Exercise data:
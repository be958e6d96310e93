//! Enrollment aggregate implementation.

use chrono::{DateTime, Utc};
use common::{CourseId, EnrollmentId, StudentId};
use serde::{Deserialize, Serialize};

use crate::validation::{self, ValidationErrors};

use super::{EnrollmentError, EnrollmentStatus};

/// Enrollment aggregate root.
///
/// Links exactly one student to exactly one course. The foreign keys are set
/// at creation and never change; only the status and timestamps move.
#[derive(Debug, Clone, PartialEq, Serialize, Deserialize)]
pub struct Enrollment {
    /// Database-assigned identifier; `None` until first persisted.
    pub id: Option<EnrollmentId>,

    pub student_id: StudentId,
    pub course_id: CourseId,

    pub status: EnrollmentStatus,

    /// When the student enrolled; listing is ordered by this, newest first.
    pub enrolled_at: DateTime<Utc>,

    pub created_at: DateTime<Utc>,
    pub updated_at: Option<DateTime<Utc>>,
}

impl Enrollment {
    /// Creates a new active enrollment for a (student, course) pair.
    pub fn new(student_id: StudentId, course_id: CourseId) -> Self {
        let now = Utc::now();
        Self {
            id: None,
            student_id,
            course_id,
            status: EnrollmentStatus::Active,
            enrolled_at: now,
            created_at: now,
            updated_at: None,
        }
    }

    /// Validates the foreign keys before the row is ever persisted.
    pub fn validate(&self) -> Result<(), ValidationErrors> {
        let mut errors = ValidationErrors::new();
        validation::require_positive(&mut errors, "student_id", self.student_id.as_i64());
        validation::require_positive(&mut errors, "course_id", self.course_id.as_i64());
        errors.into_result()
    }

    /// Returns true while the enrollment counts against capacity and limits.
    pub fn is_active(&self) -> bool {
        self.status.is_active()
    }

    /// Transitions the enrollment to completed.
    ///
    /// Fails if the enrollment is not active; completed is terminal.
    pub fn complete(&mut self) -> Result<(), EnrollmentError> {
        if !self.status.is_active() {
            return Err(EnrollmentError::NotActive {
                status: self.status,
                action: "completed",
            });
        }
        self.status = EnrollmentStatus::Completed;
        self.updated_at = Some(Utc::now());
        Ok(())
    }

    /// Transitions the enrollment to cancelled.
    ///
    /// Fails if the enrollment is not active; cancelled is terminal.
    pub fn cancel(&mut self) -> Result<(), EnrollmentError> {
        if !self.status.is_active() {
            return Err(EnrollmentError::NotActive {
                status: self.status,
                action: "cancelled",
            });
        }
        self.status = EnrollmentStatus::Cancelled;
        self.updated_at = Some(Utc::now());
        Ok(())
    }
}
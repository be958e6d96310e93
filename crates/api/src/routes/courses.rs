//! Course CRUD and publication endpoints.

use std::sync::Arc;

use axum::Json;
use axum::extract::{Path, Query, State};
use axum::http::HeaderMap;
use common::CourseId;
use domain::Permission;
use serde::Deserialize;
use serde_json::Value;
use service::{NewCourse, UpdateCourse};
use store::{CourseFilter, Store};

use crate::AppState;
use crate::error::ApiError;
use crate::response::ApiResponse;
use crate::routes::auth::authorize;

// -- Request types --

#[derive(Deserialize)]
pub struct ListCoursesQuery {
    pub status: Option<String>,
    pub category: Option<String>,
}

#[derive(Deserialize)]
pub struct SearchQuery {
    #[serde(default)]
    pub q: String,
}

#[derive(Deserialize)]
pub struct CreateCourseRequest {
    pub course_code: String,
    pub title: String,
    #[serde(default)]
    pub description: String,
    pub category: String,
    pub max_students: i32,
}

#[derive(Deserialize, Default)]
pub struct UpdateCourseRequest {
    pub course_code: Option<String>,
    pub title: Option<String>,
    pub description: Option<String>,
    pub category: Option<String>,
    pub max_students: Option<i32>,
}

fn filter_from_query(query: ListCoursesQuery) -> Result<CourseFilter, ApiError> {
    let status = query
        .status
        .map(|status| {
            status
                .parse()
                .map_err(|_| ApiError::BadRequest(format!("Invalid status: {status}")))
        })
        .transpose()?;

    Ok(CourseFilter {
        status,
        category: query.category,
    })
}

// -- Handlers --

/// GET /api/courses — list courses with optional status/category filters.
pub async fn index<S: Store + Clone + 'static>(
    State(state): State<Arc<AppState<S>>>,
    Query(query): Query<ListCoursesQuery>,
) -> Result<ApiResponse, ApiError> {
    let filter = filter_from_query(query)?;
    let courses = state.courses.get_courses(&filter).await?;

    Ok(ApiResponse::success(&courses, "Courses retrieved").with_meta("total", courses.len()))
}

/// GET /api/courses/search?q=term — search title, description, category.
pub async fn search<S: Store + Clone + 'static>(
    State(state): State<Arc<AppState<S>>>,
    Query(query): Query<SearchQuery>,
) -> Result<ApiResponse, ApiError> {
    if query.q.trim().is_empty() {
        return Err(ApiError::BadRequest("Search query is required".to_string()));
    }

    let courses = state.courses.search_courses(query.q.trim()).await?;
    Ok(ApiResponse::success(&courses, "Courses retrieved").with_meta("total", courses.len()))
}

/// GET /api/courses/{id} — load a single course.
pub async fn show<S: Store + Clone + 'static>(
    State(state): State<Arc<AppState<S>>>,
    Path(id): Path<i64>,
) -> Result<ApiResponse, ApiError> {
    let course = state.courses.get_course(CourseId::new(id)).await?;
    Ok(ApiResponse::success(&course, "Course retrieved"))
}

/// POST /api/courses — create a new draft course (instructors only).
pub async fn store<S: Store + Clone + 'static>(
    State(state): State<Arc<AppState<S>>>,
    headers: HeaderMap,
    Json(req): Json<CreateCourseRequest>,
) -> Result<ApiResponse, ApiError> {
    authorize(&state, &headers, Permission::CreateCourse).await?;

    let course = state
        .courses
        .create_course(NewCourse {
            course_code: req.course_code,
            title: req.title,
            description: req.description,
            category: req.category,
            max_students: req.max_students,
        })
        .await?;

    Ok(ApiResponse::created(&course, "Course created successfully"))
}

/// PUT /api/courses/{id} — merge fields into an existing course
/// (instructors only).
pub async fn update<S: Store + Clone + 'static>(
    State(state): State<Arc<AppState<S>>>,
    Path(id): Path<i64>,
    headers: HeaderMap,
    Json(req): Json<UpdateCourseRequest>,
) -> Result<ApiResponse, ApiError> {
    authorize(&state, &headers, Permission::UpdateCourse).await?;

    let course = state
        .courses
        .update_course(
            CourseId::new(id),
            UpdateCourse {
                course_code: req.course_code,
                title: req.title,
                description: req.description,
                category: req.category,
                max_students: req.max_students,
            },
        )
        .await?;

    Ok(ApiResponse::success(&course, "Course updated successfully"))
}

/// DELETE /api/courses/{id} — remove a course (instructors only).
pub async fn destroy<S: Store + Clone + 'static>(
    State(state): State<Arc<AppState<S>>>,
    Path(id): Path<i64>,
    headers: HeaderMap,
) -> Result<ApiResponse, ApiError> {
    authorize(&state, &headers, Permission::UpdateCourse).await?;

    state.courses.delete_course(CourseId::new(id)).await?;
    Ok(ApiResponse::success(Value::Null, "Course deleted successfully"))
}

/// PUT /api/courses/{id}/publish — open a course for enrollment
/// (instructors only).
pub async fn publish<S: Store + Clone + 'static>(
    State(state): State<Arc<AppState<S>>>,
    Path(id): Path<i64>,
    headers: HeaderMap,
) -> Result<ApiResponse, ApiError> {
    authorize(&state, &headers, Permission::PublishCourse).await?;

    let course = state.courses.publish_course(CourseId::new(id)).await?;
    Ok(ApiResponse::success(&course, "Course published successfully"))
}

Work to complete: Reproduce the data. Keep it exact.

Solution:
repository be958e6d96310e93
//! Enrollment aggregate implementation.

use chrono::{DateTime, Utc};
use common::{CourseId, EnrollmentId, StudentId};
use serde::{Deserialize, Serialize};

use crate::validation::{self, ValidationErrors};

use super::{EnrollmentError, EnrollmentStatus};

/// Enrollment aggregate root.
///
/// Links exactly one student to exactly one course. The foreign keys are set
/// at creation and never change; only the status and timestamps move.
#[derive(Debug, Clone, PartialEq, Serialize, Deserialize)]
pub struct Enrollment {
    /// Database-assigned identifier; `None` until first persisted.
    pub id: Option<EnrollmentId>,

    pub student_id: StudentId,
    pub course_id: CourseId,

    pub status: EnrollmentStatus,

    /// When the student enrolled; listing is ordered by this, newest first.
    pub enrolled_at: DateTime<Utc>,

    pub created_at: DateTime<Utc>,
    pub updated_at: Option<DateTime<Utc>>,
}

impl Enrollment {
    /// Creates a new active enrollment for a (student, course) pair.
    pub fn new(student_id: StudentId, course_id: CourseId) -> Self {
        let now = Utc::now();
        Self {
            id: None,
            student_id,
            course_id,
            status: EnrollmentStatus::Active,
            enrolled_at: now,
            created_at: now,
            updated_at: None,
        }
    }

    /// Validates the foreign keys before the row is ever persisted.
    pub fn validate(&self) -> Result<(), ValidationErrors> {
        let mut errors = ValidationErrors::new();
        validation::require_positive(&mut errors, "student_id", self.student_id.as_i64());
        validation::require_positive(&mut errors, "course_id", self.course_id.as_i64());
        errors.into_result()
    }

    /// Returns true while the enrollment counts against capacity and limits.
    pub fn is_active(&self) -> bool {
        self.status.is_active()
    }

    /// Transitions the enrollment to completed.
    ///
    /// Fails if the enrollment is not active; completed is terminal.
    pub fn complete(&mut self) -> Result<(), EnrollmentError> {
        if !self.status.is_active() {
            return Err(EnrollmentError::NotActive {
                status: self.status,
                action: "completed",
            });
        }
        self.status = EnrollmentStatus::Completed;
        self.updated_at = Some(Utc::now());
        Ok(())
    }

    /// Transitions the enrollment to cancelled.
    ///
    /// Fails if the enrollment is not active; cancelled is terminal.
    pub fn cancel(&mut self) -> Result<(), EnrollmentError> {
        if !self.status.is_active() {
            return Err(EnrollmentError::NotActive {
                status: self.status,
                action: "cancelled",
            });
        }
        self.status = EnrollmentStatus::Cancelled;
        self.updated_at = Some(Utc::now());
        Ok(())
    }
}
repository be958e6d96310e93
filename crates/api/src/routes/courses.rs
//! Course CRUD and publication endpoints.

use std::sync::Arc;

use axum::Json;
use axum::extract::{Path, Query, State};
use axum::http::HeaderMap;
use common::CourseId;
use domain::Permission;
use serde::Deserialize;
use serde_json::Value;
use service::{NewCourse, UpdateCourse};
use store::{CourseFilter, Store};

use crate::AppState;
use crate::error::ApiError;
use crate::response::ApiResponse;
use crate::routes::auth::authorize;

// -- Request types --

#[derive(Deserialize)]
pub struct ListCoursesQuery {
    pub status: Option<String>,
    pub category: Option<String>,
}

#[derive(Deserialize)]
pub struct SearchQuery {
    #[serde(default)]
    pub q: String,
}

#[derive(Deserialize)]
pub struct CreateCourseRequest {
    pub course_code: String,
    pub title: String,
    #[serde(default)]
    pub description: String,
    pub category: String,
    pub max_students: i32,
}

#[derive(Deserialize, Default)]
pub struct UpdateCourseRequest {
    pub course_code: Option<String>,
    pub title: Option<String>,
    pub description: Option<String>,
    pub category: Option<String>,
    pub max_students: Option<i32>,
}

fn filter_from_query(query: ListCoursesQuery) -> Result<CourseFilter, ApiError> {
    let status = query
        .status
        .map(|status| {
            status
                .parse()
                .map_err(|_| ApiError::BadRequest(format!("Invalid status: {status}")))
        })
        .transpose()?;

    Ok(CourseFilter {
        status,
        category: query.category,
    })
}

// -- Handlers --

/// GET /api/courses — list courses with optional status/category filters.
pub async fn index<S: Store + Clone + 'static>(
    State(state): State<Arc<AppState<S>>>,
    Query(query): Query<ListCoursesQuery>,
) -> Result<ApiResponse, ApiError> {
    let filter = filter_from_query(query)?;
    let courses = state.courses.get_courses(&filter).await?;

    Ok(ApiResponse::success(&courses, "Courses retrieved").with_meta("total", courses.len()))
}

/// GET /api/courses/search?q=term — search title, description, category.
pub async fn search<S: Store + Clone + 'static>(
    State(state): State<Arc<AppState<S>>>,
    Query(query): Query<SearchQuery>,
) -> Result<ApiResponse, ApiError> {
    if query.q.trim().is_empty() {
        return Err(ApiError::BadRequest("Search query is required".to_string()));
    }

    let courses = state.courses.search_courses(query.q.trim()).await?;
    Ok(ApiResponse::success(&courses, "Courses retrieved").with_meta("total", courses.len()))
}

/// GET /api/courses/{id} — load a single course.
pub async fn show<S: Store + Clone + 'static>(
    State(state): State<Arc<AppState<S>>>,
    Path(id): Path<i64>,
) -> Result<ApiResponse, ApiError> {
    let course = state.courses.get_course(CourseId::new(id)).await?;
    Ok(ApiResponse::success(&course, "Course retrieved"))
}

/// POST /api/courses — create a new draft course (instructors only).
pub async fn store<S: Store + Clone + 'static>(
    State(state): State<Arc<AppState<S>>>,
    headers: HeaderMap,
    Json(req): Json<CreateCourseRequest>,
) -> Result<ApiResponse, ApiError> {
    authorize(&state, &headers, Permission::CreateCourse).await?;

    let course = state
        .courses
        .create_course(NewCourse {
            course_code: req.course_code,
            title: req.title,
            description: req.description,
            category: req.category,
            max_students: req.max_students,
        })
        .await?;

    Ok(ApiResponse::created(&course, "Course created successfully"))
}

/// PUT /api/courses/{id} — merge fields into an existing course
/// (instructors only).
pub async fn update<S: Store + Clone + 'static>(
    State(state): State<Arc<AppState<S>>>,
    Path(id): Path<i64>,
    headers: HeaderMap,
    Json(req): Json<UpdateCourseRequest>,
) -> Result<ApiResponse, ApiError> {
    authorize(&state, &headers, Permission::UpdateCourse).await?;

    let course = state
        .courses
        .update_course(
            CourseId::new(id),
            UpdateCourse {
                course_code: req.course_code,
                title: req.title,
                description: req.description,
                category: req.category,
                max_students: req.max_students,
            },
        )
        .await?;

    Ok(ApiResponse::success(&course, "Course updated successfully"))
}

/// DELETE /api/courses/{id} — remove a course (instructors only).
pub async fn destroy<S: Store + Clone + 'static>(
    State(state): State<Arc<AppState<S>>>,
    Path(id): Path<i64>,
    headers: HeaderMap,
) -> Result<ApiResponse, ApiError> {
    authorize(&state, &headers, Permission::UpdateCourse).await?;

    state.courses.delete_course(CourseId::new(id)).await?;
    Ok(ApiResponse::success(Value::Null, "Course deleted successfully"))
}

/// PUT /api/courses/{id}/publish — open a course for enrollment
/// (instructors only).
pub async fn publish<S: Store + Clone + 'static>(
    State(state): State<Arc<AppState<S>>>,
    Path(id): Path<i64>,
    headers: HeaderMap,
) -> Result<ApiResponse, ApiError> {
    authorize(&state, &headers, Permission::PublishCourse).await?;

    let course = state.courses.publish_course(CourseId::new(id)).await?;
    Ok(ApiResponse::success(&course, "Course published successfully"))
}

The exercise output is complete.